Prostate cells have a unique metabolic profile to produce and secrete large quantities of citrate. During the development of prostate cancer, a significant metabolic reprogramming takes place, but the underlying mechanisms are not yet known. By understanding how this reprogramming occurs, or what vulnerabilities it causes, we could restore the metabolic balance in tumor cells to treat prostate cancer.

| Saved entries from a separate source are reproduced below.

//! Earthquake record data structure.

use chrono::{DateTime, Utc};
use serde::{Deserialize, Serialize};
use sha2::{Digest, Sha256};

/// Placeholder the feed prints for a magnitude scale that was not reported.
pub const MAGNITUDE_PLACEHOLDER: &str = "-.-";

/// Component magnitudes reported by the feed.
#[derive(Debug, Clone, Copy, Default, Serialize, Deserialize, PartialEq)]
pub struct MagnitudeDetail {
    /// Duration magnitude (MD)
    pub md: Option<f64>,

    /// Local magnitude (ML)
    pub ml: Option<f64>,

    /// Moment magnitude (Mw)
    pub mw: Option<f64>,
}

impl MagnitudeDetail {
    /// Preferred magnitude: ML, then MD, then Mw.
    pub fn preferred(&self) -> Option<f64> {
        self.ml.or(self.md).or(self.mw)
    }
}

/// A single seismic event parsed from the feed.
#[derive(Debug, Clone, Serialize, Deserialize, PartialEq)]
pub struct EarthquakeRecord {
    /// Event origin time, normalized to UTC
    pub occurred_at: DateTime<Utc>,

    /// Preferred magnitude (see [`MagnitudeDetail::preferred`])
    pub magnitude: f64,

    /// All component magnitudes as reported
    pub magnitude_detail: MagnitudeDetail,

    /// Latitude in degrees
    pub latitude: f64,

    /// Longitude in degrees
    pub longitude: f64,

    /// Depth in kilometres; `None` when the feed leaves it blank
    pub depth_km: Option<f64>,

    /// Free-text place description
    pub location: String,
}

impl EarthquakeRecord {
    /// Stable identifier derived from origin time and epicentre.
    ///
    /// Revised solutions keep the same origin time and coordinates, so the id
    /// survives magnitude revisions between refreshes.
    pub fn id(&self) -> String {
        let mut hasher = Sha256::new();
        hasher.update(self.occurred_at.timestamp().to_be_bytes());
        hasher.update(format!("{:.4}", self.latitude).as_bytes());
        hasher.update(format!("{:.4}", self.longitude).as_bytes());
        let digest = hex::encode(hasher.finalize());
        digest[..16].to_string()
    }

    /// Format the record for display using a template.
    ///
    /// Supported placeholders:
    /// - `{magnitude}`, `{location}`, `{time}`
    /// - `{lat}`, `{lng}`, `{depth}`
    pub fn format(&self, template: &str) -> String {
        let depth = self
            .depth_km
            .map(|d| format!("{d:.1}"))
            .unwrap_or_else(|| "?".to_string());
        template
            .replace("{magnitude}", &format!("{:.1}", self.magnitude))
            .replace("{location}", &self.location)
            .replace(
                "{time}",
                &self.occurred_at.format("%Y-%m-%d %H:%M:%S UTC").to_string(),
            )
            .replace("{lat}", &format!("{:.4}", self.latitude))
            .replace("{lng}", &format!("{:.4}", self.longitude))
            .replace("{depth}", &depth)
    }
}
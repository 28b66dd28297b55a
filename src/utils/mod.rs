//! Utility functions and helpers.

pub mod geo;
pub mod http;
pub mod text;
//! Diff between successive record sets.
//!
//! Used to report how many events appeared since the previous refresh.

use std::collections::HashSet;

use crate::models::EarthquakeRecord;

/// Difference between two record sets, by [`EarthquakeRecord::id`].
#[derive(Debug, Clone, Default, PartialEq)]
pub struct RecordDiff {
    /// Records present now but not before, in feed order
    pub added: Vec<EarthquakeRecord>,
    /// Ids present before but gone now
    pub removed: Vec<String>,
}

impl RecordDiff {
    /// Check if there are any changes.
    pub fn has_changes(&self) -> bool {
        !self.added.is_empty() || !self.removed.is_empty()
    }
}

/// Calculate the diff between the previous and current record sets.
pub fn calculate_diff(previous: &[EarthquakeRecord], current: &[EarthquakeRecord]) -> RecordDiff {
    let prev_ids: HashSet<String> = previous.iter().map(EarthquakeRecord::id).collect();
    let curr_ids: HashSet<String> = current.iter().map(EarthquakeRecord::id).collect();

    let added = current
        .iter()
        .filter(|r| !prev_ids.contains(&r.id()))
        .cloned()
        .collect();

    let removed = previous
        .iter()
        .map(EarthquakeRecord::id)
        .filter(|id| !curr_ids.contains(id))
        .collect();

    RecordDiff { added, removed }
}

#[cfg(test)]
mod tests {
    use super::*;
    use crate::models::MagnitudeDetail;
    use chrono::{Duration, TimeZone, Utc};

    fn record(minute: i64) -> EarthquakeRecord {
        EarthquakeRecord {
            occurred_at: Utc.with_ymd_and_hms(2024, 3, 15, 10, 0, 0).unwrap()
                + Duration::minutes(minute),
            magnitude: 2.0,
            magnitude_detail: MagnitudeDetail {
                md: None,
                ml: Some(2.0),
                mw: None,
            },
            latitude: 38.0,
            longitude: 27.0,
            depth_km: Some(5.0),
            location: format!("EVENT {minute}"),
        }
    }

    #[test]
    fn test_new_events_detected() {
        let previous = vec![record(2), record(1)];
        let current = vec![record(4), record(3), record(2)];

        let diff = calculate_diff(&previous, &current);
        assert!(diff.has_changes());
        assert_eq!(diff.added.len(), 2);
        assert_eq!(diff.added[0].location, "EVENT 4");
        assert_eq!(diff.removed, vec![record(1).id()]);
    }

    #[test]
    fn test_no_changes() {
        let records = vec![record(1), record(0)];
        let diff = calculate_diff(&records, &records);
        assert!(!diff.has_changes());
    }

    #[test]
    fn test_first_refresh_everything_added() {
        let current = vec![record(1), record(0)];
        let diff = calculate_diff(&[], &current);
        assert_eq!(diff.added.len(), 2);
        assert!(diff.removed.is_empty());
    }
}
// src/utils/text.rs

//! Text normalization for upstream payloads.

use std::sync::LazyLock;

use regex::Regex;

/// ASCII control characters other than tab and newline.
static CONTROL_CHARS: LazyLock<Regex> = LazyLock::new(|| {
    Regex::new(r"[\x00-\x08\x0B-\x1F\x7F]").expect("static control-char pattern")
});

/// Decode bytes as UTF-8, falling back to ISO-8859-9 (Latin-5, Turkish).
pub fn decode_feed_bytes(bytes: &[u8]) -> String {
    match std::str::from_utf8(bytes) {
        Ok(s) => s.to_string(),
        Err(_) => {
            log::debug!("Payload is not valid UTF-8, decoding as ISO-8859-9");
            bytes.iter().map(|&b| latin5_char(b)).collect()
        }
    }
}

/// Map one ISO-8859-9 byte to its character.
///
/// Latin-5 equals Latin-1 except for six Turkish letters.
fn latin5_char(byte: u8) -> char {
    match byte {
        0xD0 => 'Ğ',
        0xDD => 'İ',
        0xDE => 'Ş',
        0xF0 => 'ğ',
        0xFD => 'ı',
        0xFE => 'ş',
        b => char::from(b),
    }
}

/// Remove control characters, keeping line structure.
///
/// `\r\n` line endings collapse to `\n`.
pub fn strip_control_chars(text: &str) -> String {
    CONTROL_CHARS.replace_all(text, "").into_owned()
}
//! Same-origin relay endpoint.
//!
//! `GET /relay` fetches the upstream report and answers with a
//! [`RelayResponse`](crate::services::RelayResponse) envelope: 200 on success,
//! 500 when the upstream could not be read. `GET /health` reports liveness only.

use std::net::SocketAddr;
use std::sync::Arc;

use axum::{
    Json, Router,
    extract::State,
    http::{Method, StatusCode},
    response::IntoResponse,
    routing::get,
};
use serde::Serialize;
use tower_http::cors::{Any, CorsLayer};

use crate::error::{AppError, Result};
use crate::models::Config;
use crate::services::UpstreamClient;

#[derive(Clone)]
pub struct RelayState {
    pub upstream: Arc<UpstreamClient>,
}

#[derive(Debug, Serialize, PartialEq, Eq)]
struct HealthData {
    status: &'static str,
}

/// Build the relay router.
pub fn build_app(state: RelayState) -> Router {
    let cors = CorsLayer::new()
        .allow_origin(Any)
        .allow_methods([Method::GET]);

    Router::new()
        .route("/relay", get(relay))
        .route("/health", get(health))
        .layer(cors)
        .with_state(state)
}

async fn relay(State(state): State<RelayState>) -> impl IntoResponse {
    let response = state.upstream.relay_response().await;
    let status = if response.success {
        StatusCode::OK
    } else {
        StatusCode::INTERNAL_SERVER_ERROR
    };
    (status, Json(response))
}

async fn health() -> Json<HealthData> {
    Json(HealthData { status: "ok" })
}

/// Serve the relay on `[relay].bind` until Ctrl-C.
pub async fn serve(config: &Config) -> Result<()> {
    let addr: SocketAddr = config
        .relay
        .bind
        .parse()
        .map_err(|e| AppError::config(format!("Invalid relay bind address: {e}")))?;

    let upstream = UpstreamClient::from_config(&config.feed)?;
    let app = build_app(RelayState {
        upstream: Arc::new(upstream),
    });

    let listener = tokio::net::TcpListener::bind(addr).await?;
    log::info!(
        "Relay listening on http://{}/relay (upstream {})",
        addr,
        config.feed.upstream_url
    );

    axum::serve(listener, app)
        .with_graceful_shutdown(shutdown_signal())
        .await?;
    Ok(())
}

async fn shutdown_signal() {
    if let Err(e) = tokio::signal::ctrl_c().await {
        log::error!("Failed to listen for Ctrl-C: {e}");
        std::future::pending::<()>().await;
    }
    log::info!("Received shutdown signal, stopping relay");
}
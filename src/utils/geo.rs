// src/utils/geo.rs

//! Great-circle distance helpers.

use geo::{HaversineDistance, point};

/// Haversine distance in kilometres between two points given in degrees.
pub fn distance_km(lat1: f64, lng1: f64, lat2: f64, lng2: f64) -> f64 {
    let a = point!(x: lng1, y: lat1);
    let b = point!(x: lng2, y: lat2);
    a.haversine_distance(&b) / 1000.0
}
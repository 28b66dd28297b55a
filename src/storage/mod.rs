//! Last-known-good snapshot storage.
//!
//! The cache holds exactly one snapshot: the record set from the most recent
//! successful refresh and the time it was fetched. Every save replaces the
//! previous snapshot wholesale; nothing is merged or appended.
//!
//! ## Layout
//!
//! ```text
//! storage/
//! ├── config.toml           # Application configuration
//! └── last_quakes.json      # Snapshot: { fetched_at, count, records }
//! ```

pub mod local;
pub mod memory;

use async_trait::async_trait;
use chrono::{DateTime, Utc};
use serde::{Deserialize, Serialize};

use crate::error::{CacheError, Result};
use crate::models::{CacheConfig, EarthquakeRecord};

// Re-export for convenience
pub use local::LocalCache;
pub use memory::MemoryCache;

/// A persisted record set with its fetch time.
#[derive(Debug, Clone, Serialize, Deserialize, PartialEq)]
pub struct CacheSnapshot {
    /// When the records were fetched
    pub fetched_at: DateTime<Utc>,
    /// Record count, informational
    pub count: usize,
    /// Records in feed order
    pub records: Vec<EarthquakeRecord>,
}

impl CacheSnapshot {
    pub fn new(records: Vec<EarthquakeRecord>, fetched_at: DateTime<Utc>) -> Self {
        Self {
            fetched_at,
            count: records.len(),
            records,
        }
    }
}

/// Trait for snapshot storage backends.
#[async_trait]
pub trait CacheStore: Send + Sync {
    /// Replace the stored snapshot.
    async fn save(&self, records: &[EarthquakeRecord], fetched_at: DateTime<Utc>) -> Result<()>;

    /// Read the stored snapshot, distinguishing "never saved" from "unreadable".
    async fn load_checked(&self) -> std::result::Result<CacheSnapshot, CacheError>;

    /// Read the stored snapshot; a corrupt snapshot reads as absent.
    async fn load(&self) -> Option<CacheSnapshot> {
        self.load_checked().await.ok()
    }
}

/// Build the cache backend selected by `[cache]`.
pub fn cache_from_config(config: &CacheConfig) -> Box<dyn CacheStore> {
    if config.in_memory {
        Box::new(MemoryCache::new())
    } else {
        Box::new(LocalCache::new(&config.path))
    }
}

My recent research has highlighted the importance of the androgen receptor in establishing a genomic program to control the metabolism of prostate cancer cells. My first research axis will be to dissect this program to identify the underlying metabolic vulnerabilities established by this receptor. In parallel, my work showed that estrogens and their receptors are also intimately linked to the development and progression of prostate cancer. I am therefore interested in understanding in more detail how these receptors will change the activity of tumor cells, including how they will alter the activity of the androgen receptor and thus promote or block the progression of prostate cancer. I am particularly interested in their actions on cellular metabolism to identify potential vulnerabilities that would be put into place in tumor cells.
In summary, I am interested in two major research questions. First, how do the androgen and estrogen receptors reprogram tumor cell metabolism? Second, can we identify the metabolic vulnerabilities linked to the activity of these hormone receptors? My long-term goal is to use this knowledge to develop new therapeutic approaches targeting the unique metabolism of prostate cancer cells.